§ **Task prompt**: Copy each line of the following data that contains "filename".

++++ Provided material ++++

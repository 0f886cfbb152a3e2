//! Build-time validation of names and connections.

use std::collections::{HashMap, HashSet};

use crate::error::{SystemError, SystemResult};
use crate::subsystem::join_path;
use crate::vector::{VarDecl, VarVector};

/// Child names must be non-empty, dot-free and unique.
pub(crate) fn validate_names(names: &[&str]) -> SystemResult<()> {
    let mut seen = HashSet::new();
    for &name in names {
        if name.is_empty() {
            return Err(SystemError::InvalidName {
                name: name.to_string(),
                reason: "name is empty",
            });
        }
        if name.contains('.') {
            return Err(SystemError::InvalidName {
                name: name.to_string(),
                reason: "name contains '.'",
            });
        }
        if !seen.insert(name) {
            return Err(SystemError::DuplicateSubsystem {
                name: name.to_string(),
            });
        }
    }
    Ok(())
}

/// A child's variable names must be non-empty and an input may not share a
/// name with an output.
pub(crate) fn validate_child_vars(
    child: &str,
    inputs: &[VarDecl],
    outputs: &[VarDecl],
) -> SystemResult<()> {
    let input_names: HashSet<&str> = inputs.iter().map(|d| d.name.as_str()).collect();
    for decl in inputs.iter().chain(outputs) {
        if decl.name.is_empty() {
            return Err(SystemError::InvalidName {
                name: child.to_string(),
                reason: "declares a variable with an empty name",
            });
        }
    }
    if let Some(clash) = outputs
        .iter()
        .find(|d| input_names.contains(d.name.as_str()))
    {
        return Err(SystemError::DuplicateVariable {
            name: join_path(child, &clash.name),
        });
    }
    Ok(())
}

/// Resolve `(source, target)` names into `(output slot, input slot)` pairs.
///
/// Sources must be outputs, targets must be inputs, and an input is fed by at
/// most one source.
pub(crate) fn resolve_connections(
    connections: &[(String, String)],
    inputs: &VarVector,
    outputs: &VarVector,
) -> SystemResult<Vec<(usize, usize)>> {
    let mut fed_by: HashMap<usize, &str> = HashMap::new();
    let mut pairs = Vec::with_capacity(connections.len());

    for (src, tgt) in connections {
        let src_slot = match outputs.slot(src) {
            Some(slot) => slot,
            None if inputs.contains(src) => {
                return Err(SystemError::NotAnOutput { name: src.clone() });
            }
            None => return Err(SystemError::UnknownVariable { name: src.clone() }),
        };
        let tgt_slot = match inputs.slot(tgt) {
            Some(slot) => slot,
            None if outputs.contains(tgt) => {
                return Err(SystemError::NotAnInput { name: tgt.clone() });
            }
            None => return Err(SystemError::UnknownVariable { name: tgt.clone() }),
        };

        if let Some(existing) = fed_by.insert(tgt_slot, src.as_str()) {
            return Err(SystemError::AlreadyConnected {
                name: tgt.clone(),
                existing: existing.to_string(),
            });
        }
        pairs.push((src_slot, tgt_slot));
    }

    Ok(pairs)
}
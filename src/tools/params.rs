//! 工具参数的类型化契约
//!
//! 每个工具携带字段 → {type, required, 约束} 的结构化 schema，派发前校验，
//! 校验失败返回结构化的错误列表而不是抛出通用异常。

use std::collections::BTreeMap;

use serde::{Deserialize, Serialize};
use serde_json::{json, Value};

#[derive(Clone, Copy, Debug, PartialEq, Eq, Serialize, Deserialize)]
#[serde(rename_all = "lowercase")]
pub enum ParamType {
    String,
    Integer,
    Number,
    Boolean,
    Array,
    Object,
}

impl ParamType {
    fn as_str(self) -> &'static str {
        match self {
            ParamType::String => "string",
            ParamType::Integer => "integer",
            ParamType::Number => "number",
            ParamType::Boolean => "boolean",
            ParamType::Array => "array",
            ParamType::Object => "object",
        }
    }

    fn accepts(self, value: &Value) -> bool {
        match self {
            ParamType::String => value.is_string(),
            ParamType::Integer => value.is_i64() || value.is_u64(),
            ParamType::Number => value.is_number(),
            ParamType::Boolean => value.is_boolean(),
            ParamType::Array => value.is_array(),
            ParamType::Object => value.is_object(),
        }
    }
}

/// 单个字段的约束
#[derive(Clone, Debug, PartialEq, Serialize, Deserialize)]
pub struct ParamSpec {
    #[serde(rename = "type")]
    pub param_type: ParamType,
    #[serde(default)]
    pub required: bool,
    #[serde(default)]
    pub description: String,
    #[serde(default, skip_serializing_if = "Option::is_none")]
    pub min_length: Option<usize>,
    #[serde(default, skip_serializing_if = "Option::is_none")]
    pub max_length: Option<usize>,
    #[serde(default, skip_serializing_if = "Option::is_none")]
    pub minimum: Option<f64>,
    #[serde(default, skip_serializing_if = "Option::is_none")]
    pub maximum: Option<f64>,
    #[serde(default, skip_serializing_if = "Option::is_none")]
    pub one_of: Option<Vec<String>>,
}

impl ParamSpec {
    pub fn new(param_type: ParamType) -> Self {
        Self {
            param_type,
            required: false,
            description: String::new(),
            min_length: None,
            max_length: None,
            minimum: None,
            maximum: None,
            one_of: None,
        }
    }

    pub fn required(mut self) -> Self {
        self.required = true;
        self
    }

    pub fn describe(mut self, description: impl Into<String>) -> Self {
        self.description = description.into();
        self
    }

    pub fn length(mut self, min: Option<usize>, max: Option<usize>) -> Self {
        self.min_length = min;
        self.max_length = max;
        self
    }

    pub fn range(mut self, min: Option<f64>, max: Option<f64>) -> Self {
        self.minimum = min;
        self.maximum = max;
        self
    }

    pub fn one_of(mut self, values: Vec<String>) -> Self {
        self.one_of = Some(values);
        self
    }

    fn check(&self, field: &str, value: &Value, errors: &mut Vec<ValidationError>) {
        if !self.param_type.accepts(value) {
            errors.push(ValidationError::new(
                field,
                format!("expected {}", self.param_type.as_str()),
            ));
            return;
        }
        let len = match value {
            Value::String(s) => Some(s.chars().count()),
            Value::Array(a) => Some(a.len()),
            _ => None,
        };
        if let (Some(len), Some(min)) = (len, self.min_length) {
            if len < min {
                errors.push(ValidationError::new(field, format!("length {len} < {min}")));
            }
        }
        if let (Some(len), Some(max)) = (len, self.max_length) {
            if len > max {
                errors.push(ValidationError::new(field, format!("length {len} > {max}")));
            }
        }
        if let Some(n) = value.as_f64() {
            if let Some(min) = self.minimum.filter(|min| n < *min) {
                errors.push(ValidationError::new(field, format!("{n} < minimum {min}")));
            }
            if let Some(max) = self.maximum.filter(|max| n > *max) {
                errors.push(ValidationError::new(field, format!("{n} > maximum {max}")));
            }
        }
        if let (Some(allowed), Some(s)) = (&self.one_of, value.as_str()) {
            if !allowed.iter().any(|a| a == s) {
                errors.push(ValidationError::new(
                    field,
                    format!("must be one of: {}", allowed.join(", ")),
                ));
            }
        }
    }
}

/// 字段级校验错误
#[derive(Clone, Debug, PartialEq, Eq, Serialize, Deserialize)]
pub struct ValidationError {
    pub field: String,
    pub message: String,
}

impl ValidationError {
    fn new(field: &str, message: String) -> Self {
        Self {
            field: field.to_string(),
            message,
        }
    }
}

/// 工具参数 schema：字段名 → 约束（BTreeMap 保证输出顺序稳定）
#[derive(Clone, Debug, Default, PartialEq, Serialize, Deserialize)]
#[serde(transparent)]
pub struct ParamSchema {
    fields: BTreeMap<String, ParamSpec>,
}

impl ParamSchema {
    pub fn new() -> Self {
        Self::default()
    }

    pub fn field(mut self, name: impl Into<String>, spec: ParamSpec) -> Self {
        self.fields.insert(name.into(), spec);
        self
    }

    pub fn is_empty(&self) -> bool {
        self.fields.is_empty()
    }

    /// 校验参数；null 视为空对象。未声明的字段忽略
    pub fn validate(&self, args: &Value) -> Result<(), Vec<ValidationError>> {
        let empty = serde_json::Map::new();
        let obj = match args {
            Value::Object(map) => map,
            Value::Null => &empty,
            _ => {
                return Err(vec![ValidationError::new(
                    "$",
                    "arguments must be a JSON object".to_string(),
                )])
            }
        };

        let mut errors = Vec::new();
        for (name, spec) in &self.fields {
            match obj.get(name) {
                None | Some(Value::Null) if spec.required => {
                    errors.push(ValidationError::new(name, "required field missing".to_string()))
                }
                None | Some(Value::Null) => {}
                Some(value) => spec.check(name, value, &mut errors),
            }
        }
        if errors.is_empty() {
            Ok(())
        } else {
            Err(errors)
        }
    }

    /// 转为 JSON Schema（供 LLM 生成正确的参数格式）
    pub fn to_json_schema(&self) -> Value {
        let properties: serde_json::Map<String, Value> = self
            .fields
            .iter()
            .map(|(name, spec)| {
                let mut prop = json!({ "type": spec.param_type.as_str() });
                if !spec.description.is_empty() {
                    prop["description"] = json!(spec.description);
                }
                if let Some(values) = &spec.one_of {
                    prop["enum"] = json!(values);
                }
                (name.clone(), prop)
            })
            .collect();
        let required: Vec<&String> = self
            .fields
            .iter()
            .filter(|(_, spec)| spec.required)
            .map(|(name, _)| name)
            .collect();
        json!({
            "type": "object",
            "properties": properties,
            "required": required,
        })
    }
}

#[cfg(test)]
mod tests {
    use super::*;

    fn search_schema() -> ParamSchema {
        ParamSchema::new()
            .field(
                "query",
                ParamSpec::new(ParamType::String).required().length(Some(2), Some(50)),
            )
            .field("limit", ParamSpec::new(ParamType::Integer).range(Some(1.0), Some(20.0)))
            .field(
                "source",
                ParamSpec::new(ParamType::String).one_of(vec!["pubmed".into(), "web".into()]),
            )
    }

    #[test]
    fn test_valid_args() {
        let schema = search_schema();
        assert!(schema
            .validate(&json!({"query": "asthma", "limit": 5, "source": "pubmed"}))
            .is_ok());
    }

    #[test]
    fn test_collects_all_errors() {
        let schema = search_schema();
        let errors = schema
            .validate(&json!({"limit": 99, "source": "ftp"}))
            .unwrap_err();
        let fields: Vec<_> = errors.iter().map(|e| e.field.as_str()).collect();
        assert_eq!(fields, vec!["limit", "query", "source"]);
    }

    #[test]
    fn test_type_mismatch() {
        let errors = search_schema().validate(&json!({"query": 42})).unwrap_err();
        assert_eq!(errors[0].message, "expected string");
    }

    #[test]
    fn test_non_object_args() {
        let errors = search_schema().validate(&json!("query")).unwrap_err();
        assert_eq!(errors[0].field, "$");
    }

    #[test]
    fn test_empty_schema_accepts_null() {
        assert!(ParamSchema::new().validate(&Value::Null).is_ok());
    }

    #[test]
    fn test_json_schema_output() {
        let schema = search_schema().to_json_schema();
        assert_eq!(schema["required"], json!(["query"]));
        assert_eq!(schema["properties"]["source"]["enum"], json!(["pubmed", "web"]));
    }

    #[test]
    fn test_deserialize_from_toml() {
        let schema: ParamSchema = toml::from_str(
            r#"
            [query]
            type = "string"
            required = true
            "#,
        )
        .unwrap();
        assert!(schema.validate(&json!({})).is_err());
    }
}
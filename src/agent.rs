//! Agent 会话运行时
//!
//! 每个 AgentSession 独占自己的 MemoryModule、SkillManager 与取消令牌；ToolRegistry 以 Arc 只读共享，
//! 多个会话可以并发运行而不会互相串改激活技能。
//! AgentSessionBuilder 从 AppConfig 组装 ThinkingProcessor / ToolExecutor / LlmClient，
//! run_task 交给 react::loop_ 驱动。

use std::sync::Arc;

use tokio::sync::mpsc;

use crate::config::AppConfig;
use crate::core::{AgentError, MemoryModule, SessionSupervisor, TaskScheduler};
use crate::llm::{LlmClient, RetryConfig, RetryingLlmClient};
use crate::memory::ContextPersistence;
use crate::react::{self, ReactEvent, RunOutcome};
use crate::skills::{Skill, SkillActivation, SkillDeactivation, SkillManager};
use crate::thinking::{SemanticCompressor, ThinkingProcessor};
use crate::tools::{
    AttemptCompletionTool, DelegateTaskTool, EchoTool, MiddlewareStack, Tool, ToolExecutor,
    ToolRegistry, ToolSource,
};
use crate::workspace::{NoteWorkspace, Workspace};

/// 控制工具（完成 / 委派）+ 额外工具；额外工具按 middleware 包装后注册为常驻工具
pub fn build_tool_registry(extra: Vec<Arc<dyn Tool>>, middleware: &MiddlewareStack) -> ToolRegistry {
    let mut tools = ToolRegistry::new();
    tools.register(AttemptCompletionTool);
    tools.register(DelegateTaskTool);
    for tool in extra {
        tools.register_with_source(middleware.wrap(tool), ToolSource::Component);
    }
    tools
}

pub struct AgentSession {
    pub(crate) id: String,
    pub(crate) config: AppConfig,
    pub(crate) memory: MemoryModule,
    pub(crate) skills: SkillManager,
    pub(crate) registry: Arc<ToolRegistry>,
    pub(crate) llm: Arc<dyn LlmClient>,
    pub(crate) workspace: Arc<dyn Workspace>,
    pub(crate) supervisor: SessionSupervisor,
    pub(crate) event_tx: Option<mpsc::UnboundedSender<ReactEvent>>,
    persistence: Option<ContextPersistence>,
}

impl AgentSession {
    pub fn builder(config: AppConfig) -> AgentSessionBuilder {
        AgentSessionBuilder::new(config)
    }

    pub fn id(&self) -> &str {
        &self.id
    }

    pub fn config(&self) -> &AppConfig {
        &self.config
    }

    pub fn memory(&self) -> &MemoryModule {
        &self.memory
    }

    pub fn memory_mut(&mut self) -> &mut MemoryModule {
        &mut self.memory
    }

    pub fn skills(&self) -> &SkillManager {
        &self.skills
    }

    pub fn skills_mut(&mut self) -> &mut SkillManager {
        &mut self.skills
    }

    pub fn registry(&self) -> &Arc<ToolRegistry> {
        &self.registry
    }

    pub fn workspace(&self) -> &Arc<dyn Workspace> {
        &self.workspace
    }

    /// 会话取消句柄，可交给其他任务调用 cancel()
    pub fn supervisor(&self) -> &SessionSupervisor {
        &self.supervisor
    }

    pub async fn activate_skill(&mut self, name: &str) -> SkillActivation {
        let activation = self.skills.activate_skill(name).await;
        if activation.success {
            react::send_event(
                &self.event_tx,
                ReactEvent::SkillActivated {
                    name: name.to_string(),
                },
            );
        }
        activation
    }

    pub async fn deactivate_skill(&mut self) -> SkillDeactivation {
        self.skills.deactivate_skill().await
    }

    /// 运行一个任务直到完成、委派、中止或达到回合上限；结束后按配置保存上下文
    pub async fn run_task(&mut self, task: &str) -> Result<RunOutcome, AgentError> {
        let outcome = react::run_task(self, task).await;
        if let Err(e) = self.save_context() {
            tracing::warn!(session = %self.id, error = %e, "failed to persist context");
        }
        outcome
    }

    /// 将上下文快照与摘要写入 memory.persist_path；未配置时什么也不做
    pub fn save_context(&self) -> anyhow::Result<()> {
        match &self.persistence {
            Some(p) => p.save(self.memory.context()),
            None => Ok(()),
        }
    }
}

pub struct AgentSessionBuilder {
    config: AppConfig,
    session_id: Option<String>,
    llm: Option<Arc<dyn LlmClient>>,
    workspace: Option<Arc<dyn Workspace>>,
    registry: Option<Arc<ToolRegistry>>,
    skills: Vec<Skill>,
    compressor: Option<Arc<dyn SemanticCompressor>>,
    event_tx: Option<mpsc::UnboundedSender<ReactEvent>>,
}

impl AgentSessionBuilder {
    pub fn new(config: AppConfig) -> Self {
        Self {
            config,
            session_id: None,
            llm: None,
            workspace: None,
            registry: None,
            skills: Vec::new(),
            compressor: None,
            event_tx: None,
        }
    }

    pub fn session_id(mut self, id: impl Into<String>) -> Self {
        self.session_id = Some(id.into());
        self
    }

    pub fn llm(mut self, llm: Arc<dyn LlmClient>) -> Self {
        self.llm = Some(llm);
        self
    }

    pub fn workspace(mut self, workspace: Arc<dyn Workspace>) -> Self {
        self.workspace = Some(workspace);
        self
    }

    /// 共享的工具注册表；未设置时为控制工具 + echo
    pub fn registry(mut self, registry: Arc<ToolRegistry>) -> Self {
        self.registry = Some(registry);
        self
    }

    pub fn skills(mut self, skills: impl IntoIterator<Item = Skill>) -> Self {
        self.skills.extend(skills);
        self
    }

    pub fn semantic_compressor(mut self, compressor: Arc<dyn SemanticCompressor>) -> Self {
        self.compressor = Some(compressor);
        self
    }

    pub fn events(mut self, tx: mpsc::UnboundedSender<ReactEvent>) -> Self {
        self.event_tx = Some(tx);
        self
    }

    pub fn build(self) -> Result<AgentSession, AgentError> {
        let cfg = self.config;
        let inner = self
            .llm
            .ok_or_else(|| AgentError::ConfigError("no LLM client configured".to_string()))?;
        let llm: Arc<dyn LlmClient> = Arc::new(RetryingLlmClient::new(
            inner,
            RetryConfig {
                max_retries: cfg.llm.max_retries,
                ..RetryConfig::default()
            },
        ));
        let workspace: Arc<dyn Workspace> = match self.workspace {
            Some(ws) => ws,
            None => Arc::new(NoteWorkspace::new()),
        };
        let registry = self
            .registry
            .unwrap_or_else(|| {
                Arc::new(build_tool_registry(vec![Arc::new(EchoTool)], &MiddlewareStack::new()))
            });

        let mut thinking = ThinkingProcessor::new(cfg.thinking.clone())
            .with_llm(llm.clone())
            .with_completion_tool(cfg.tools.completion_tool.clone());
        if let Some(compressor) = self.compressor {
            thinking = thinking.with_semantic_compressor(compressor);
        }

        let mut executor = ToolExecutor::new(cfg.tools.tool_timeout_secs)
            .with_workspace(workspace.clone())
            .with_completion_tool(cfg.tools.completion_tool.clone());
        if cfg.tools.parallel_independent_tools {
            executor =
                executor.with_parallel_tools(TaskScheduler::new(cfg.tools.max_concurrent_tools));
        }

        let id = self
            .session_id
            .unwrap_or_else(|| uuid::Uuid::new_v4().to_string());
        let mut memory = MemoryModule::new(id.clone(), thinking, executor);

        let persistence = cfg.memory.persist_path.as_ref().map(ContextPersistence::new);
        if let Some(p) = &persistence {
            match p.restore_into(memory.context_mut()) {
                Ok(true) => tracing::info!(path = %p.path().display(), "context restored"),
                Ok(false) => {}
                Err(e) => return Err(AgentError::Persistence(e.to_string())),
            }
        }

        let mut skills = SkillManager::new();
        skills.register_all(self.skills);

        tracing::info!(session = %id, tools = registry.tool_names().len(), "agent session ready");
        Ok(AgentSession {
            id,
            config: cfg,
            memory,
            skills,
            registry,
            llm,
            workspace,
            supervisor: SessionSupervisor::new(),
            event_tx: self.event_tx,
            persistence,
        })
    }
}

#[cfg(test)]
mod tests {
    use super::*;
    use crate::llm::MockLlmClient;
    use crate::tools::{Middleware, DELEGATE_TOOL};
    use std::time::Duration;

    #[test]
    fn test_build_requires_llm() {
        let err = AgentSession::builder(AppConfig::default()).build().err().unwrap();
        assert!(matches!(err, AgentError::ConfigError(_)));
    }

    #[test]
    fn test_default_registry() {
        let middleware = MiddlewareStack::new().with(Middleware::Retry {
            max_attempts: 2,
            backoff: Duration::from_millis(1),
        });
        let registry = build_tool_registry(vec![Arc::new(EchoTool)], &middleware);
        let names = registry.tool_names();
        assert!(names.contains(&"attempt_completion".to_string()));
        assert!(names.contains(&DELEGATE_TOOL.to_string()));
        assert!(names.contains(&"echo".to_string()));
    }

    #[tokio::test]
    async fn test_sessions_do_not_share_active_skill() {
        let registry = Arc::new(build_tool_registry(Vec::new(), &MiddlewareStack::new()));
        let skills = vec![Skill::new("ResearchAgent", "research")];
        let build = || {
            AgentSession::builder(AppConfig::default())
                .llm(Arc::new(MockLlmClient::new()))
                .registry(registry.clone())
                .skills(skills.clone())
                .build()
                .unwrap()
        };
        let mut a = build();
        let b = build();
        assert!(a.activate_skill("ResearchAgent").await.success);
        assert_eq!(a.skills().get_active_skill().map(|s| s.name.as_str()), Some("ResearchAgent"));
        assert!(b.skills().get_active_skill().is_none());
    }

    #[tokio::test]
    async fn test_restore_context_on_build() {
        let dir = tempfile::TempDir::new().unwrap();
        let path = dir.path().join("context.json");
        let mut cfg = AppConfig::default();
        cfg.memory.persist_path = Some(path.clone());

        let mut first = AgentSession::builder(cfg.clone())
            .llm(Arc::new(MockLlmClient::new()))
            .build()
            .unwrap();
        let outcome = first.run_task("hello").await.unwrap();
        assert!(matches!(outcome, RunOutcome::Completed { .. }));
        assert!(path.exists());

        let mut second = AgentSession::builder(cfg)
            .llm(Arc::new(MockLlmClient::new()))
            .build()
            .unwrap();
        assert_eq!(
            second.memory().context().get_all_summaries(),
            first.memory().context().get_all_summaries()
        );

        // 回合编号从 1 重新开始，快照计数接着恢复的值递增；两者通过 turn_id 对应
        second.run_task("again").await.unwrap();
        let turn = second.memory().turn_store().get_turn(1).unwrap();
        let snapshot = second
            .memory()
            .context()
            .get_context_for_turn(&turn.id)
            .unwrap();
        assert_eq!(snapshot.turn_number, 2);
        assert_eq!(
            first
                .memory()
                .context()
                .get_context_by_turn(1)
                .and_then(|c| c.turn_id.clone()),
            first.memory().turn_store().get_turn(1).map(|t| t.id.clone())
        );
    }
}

++++

§ **Reply to the exercise**:
filename src/tools/params.rs
filename src/agent.rs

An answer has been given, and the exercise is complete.